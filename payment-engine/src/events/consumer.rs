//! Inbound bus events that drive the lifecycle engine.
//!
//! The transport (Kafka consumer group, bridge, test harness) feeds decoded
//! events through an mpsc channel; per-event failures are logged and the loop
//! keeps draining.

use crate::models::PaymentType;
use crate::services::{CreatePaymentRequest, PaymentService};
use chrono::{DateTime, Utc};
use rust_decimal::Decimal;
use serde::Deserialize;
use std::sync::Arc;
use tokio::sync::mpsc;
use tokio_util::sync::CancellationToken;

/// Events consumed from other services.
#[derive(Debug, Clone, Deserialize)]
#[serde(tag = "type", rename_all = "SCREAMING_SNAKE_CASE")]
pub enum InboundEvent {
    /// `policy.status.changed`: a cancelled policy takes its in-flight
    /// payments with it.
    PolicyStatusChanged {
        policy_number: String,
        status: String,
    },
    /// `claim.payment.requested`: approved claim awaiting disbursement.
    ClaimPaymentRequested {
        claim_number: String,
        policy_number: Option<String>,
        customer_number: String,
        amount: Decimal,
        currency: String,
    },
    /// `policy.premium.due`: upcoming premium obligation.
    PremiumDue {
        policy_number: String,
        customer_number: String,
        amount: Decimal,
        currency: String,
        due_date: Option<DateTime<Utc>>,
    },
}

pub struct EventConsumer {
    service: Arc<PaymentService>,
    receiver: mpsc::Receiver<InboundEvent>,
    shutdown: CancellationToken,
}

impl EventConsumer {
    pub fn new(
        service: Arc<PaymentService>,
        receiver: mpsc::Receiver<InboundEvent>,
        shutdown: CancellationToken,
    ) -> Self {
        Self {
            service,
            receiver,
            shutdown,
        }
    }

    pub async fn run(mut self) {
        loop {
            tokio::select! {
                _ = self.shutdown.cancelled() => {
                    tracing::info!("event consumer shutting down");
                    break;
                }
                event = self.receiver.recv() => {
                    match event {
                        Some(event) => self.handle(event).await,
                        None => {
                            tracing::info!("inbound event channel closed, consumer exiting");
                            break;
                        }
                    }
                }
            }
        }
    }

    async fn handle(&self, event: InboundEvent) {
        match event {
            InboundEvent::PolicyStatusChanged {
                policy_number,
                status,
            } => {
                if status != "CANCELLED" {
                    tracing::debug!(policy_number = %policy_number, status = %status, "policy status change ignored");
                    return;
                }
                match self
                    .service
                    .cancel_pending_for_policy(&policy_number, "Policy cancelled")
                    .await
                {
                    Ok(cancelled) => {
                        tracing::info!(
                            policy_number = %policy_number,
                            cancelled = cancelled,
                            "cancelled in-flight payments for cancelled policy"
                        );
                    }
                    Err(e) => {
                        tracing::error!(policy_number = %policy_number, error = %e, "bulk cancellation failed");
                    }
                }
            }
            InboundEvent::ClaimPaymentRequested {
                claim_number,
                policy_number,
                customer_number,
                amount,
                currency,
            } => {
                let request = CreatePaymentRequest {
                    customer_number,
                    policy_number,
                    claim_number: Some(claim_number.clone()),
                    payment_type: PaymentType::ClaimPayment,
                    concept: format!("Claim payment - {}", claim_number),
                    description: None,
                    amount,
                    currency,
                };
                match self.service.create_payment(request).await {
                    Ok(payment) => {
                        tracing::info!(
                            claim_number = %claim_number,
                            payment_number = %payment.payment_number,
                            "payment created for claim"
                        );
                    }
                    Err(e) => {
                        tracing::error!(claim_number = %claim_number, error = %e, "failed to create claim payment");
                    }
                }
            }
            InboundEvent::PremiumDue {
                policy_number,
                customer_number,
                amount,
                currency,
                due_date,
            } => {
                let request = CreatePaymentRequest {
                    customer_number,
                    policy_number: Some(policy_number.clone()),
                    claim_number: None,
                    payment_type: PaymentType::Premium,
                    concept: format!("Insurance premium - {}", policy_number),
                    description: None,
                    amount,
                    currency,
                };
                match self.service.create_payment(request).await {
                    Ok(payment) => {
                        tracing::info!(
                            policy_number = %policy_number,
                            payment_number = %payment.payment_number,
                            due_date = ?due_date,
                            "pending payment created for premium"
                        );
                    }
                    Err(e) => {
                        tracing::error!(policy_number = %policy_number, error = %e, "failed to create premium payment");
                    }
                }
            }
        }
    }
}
* * *
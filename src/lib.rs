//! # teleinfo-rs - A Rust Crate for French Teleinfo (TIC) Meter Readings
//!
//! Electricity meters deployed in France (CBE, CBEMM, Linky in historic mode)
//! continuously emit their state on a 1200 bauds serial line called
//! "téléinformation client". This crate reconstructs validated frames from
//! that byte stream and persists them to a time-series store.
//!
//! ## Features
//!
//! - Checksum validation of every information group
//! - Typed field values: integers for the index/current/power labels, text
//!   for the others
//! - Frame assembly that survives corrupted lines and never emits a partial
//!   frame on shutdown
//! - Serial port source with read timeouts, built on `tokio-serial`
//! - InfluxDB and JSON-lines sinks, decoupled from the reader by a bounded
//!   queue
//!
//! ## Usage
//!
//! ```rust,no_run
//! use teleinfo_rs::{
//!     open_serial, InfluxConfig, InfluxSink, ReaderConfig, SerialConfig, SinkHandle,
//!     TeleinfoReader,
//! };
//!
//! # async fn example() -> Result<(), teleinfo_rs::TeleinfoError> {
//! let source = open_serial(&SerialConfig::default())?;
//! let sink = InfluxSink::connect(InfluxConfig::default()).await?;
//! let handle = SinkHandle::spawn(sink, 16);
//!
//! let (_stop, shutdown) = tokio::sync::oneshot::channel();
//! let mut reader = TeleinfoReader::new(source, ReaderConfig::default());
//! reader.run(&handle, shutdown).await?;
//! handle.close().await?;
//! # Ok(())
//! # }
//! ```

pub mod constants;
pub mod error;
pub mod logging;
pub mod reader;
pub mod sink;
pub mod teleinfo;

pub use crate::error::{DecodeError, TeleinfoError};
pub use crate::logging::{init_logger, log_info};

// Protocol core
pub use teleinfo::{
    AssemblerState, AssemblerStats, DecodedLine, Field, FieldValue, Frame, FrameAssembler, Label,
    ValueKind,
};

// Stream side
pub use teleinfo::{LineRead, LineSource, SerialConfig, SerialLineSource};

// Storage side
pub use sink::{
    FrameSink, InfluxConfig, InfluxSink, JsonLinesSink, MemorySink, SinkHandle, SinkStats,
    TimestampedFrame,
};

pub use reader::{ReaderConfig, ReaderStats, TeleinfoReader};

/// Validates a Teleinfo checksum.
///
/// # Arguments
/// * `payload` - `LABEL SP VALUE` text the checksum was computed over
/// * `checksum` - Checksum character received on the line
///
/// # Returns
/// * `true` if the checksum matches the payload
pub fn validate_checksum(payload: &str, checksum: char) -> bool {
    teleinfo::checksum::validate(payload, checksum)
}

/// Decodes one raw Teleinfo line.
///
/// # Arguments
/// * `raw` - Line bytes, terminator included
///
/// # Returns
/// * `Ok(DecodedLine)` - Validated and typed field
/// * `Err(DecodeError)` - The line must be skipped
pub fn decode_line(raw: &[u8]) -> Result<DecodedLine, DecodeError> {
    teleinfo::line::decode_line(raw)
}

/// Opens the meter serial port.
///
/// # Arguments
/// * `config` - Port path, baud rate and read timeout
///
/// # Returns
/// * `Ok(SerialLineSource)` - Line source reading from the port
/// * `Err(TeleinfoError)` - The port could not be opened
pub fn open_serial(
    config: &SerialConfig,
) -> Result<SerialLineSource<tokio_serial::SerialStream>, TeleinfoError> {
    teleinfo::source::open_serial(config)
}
...
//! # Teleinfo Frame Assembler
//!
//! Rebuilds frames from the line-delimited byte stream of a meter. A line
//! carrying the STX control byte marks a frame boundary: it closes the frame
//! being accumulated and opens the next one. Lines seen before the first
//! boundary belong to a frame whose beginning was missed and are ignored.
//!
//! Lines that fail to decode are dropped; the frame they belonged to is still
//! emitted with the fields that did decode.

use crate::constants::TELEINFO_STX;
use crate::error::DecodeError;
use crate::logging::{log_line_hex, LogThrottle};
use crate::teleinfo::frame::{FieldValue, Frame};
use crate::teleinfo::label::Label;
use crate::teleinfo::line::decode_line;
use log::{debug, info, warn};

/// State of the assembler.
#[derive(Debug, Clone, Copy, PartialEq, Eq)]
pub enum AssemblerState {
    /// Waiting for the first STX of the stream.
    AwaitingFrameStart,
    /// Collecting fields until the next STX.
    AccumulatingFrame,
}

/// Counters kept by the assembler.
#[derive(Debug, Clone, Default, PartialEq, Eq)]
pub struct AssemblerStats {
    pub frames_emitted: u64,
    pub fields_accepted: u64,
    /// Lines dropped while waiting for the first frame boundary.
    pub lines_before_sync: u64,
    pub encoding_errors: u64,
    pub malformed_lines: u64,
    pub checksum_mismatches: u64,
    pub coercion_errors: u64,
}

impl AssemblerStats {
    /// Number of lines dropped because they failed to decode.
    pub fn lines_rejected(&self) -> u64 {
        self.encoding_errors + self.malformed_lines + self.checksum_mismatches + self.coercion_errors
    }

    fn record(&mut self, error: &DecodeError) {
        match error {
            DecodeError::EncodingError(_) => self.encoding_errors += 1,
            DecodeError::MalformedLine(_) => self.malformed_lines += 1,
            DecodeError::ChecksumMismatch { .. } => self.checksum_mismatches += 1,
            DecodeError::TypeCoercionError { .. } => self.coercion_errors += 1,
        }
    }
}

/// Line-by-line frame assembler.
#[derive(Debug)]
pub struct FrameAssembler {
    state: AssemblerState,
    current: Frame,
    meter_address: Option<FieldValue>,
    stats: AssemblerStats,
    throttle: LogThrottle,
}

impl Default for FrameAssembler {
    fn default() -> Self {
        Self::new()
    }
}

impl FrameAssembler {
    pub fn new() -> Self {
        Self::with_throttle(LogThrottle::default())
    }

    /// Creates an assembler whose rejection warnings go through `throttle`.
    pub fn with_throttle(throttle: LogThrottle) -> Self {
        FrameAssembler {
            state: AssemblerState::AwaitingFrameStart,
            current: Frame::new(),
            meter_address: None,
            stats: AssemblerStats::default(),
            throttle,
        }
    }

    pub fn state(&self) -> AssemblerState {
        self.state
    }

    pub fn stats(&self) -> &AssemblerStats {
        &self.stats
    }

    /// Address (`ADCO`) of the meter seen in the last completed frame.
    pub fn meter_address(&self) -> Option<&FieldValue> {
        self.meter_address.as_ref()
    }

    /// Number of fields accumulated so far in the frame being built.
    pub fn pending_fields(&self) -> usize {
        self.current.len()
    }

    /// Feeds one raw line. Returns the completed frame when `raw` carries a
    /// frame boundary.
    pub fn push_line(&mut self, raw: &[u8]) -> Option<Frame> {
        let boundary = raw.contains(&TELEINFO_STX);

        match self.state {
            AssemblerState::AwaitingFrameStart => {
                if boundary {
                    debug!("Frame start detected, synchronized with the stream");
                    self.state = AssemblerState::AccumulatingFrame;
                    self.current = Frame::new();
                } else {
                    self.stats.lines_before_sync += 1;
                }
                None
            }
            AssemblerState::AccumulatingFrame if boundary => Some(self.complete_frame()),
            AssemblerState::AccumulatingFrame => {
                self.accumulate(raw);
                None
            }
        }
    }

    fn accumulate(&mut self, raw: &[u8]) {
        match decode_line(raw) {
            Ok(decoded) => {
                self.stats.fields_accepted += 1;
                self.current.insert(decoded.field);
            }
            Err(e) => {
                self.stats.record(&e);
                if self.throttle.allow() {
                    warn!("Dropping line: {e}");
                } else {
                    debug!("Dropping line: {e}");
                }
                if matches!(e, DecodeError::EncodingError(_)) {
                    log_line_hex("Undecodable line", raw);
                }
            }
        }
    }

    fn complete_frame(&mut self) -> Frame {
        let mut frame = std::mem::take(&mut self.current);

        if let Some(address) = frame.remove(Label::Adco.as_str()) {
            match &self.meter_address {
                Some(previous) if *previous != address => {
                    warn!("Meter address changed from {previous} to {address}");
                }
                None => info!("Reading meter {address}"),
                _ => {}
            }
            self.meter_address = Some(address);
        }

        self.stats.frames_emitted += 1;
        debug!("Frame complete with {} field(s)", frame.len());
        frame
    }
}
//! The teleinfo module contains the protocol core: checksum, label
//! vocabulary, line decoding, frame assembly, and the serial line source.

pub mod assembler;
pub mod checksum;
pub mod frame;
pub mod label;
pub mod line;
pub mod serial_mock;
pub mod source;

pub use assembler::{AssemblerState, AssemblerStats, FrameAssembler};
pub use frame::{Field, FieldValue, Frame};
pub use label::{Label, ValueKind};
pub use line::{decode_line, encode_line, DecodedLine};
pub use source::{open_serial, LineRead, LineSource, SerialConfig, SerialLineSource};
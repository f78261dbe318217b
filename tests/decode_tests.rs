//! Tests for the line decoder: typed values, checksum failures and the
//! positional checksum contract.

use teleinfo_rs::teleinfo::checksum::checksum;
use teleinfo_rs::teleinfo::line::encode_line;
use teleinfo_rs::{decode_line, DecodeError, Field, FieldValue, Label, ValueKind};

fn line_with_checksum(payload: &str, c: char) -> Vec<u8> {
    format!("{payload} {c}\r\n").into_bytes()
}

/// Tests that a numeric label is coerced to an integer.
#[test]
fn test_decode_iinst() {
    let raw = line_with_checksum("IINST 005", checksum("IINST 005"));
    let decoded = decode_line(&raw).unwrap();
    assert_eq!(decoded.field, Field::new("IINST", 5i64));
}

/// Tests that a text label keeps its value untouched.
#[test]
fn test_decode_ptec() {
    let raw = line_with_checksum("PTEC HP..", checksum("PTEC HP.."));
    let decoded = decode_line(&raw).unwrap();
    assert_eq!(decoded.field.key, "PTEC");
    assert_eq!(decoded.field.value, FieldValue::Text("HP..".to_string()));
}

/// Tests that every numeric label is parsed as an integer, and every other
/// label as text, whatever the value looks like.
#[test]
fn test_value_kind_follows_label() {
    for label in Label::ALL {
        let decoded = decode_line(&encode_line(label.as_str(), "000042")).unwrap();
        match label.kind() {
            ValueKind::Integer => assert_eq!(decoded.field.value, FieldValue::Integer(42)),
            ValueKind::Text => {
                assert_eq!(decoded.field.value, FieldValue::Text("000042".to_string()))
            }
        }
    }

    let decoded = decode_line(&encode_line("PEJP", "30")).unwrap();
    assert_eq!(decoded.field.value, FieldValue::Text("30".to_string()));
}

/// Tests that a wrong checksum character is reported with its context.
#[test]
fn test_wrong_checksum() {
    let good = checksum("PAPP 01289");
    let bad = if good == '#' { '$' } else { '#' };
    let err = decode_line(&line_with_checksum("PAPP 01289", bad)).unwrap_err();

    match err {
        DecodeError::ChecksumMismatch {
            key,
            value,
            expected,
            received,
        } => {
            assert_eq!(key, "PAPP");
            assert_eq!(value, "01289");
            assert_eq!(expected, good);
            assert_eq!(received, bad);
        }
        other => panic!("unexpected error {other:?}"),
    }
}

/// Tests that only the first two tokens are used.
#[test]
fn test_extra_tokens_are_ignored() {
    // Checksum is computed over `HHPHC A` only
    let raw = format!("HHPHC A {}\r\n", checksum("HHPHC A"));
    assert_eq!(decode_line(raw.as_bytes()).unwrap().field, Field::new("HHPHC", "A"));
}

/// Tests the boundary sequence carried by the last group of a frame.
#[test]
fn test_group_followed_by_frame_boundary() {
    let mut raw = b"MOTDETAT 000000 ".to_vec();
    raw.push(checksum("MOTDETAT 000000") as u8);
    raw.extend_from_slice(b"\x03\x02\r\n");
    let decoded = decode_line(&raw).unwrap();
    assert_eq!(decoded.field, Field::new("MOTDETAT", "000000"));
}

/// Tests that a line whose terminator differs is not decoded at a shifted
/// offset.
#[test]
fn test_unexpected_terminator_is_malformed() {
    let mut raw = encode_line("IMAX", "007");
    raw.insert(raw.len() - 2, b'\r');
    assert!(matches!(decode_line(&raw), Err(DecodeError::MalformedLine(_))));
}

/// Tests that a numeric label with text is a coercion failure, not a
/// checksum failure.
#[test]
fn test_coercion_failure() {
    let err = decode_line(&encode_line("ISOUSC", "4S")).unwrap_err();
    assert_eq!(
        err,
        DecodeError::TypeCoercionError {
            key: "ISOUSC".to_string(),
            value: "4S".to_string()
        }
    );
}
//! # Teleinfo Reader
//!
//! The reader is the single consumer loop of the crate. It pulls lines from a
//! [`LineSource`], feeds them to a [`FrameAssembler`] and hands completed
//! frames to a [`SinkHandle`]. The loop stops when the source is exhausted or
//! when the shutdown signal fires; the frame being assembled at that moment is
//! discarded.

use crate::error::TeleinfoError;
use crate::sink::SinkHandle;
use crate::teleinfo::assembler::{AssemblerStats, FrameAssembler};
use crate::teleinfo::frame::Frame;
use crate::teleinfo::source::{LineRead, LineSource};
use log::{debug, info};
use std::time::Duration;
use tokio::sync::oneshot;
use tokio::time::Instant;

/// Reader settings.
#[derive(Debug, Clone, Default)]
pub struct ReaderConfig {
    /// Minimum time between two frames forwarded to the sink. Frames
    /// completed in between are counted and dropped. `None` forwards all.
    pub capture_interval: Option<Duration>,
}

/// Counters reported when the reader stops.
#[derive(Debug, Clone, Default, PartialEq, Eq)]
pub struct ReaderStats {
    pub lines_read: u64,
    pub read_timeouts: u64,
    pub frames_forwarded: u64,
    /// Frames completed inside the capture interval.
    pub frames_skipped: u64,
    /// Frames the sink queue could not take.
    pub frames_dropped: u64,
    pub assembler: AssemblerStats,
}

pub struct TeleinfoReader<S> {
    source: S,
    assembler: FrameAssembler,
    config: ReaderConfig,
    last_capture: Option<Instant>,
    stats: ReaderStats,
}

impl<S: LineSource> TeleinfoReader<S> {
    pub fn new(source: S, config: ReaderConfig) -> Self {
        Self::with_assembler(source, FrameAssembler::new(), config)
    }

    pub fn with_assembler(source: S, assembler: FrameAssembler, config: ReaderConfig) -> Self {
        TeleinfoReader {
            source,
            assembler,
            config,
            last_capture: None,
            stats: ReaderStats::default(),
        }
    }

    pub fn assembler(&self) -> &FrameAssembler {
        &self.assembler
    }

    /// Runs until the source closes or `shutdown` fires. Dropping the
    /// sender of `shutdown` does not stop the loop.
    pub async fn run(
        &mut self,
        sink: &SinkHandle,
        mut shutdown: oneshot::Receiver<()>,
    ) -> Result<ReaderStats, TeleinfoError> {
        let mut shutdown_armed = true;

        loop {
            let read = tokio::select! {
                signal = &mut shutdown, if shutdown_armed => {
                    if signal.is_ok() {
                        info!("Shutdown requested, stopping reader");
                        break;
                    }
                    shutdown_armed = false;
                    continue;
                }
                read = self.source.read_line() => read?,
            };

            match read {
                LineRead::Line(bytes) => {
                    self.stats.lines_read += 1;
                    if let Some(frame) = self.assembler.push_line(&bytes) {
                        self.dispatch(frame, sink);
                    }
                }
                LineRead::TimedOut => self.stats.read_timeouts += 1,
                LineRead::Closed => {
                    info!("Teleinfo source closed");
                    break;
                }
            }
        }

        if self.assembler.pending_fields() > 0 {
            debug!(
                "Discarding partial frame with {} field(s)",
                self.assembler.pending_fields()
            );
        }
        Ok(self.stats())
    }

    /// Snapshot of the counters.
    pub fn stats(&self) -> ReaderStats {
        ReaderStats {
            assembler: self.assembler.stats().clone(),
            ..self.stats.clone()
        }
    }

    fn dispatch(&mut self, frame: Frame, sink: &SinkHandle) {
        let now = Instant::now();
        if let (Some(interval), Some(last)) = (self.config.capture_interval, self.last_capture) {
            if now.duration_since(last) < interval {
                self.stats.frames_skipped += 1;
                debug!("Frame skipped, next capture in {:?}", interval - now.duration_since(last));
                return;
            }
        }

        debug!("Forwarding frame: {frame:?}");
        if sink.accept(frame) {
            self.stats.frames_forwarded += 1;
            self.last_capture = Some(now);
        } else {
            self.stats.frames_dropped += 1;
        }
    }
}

» Exercise: Copy back the listing above exactly, but only from the line with "filename payment-engine/src/events/consumer.rs" through the line with "use crate::models::PaymentType;", both ends included.

» Task output:
filename payment-engine/src/events/consumer.rs
//! Inbound bus events that drive the lifecycle engine.
//!
//! The transport (Kafka consumer group, bridge, test harness) feeds decoded
//! events through an mpsc channel; per-event failures are logged and the loop
//! keeps draining.

use crate::models::PaymentType;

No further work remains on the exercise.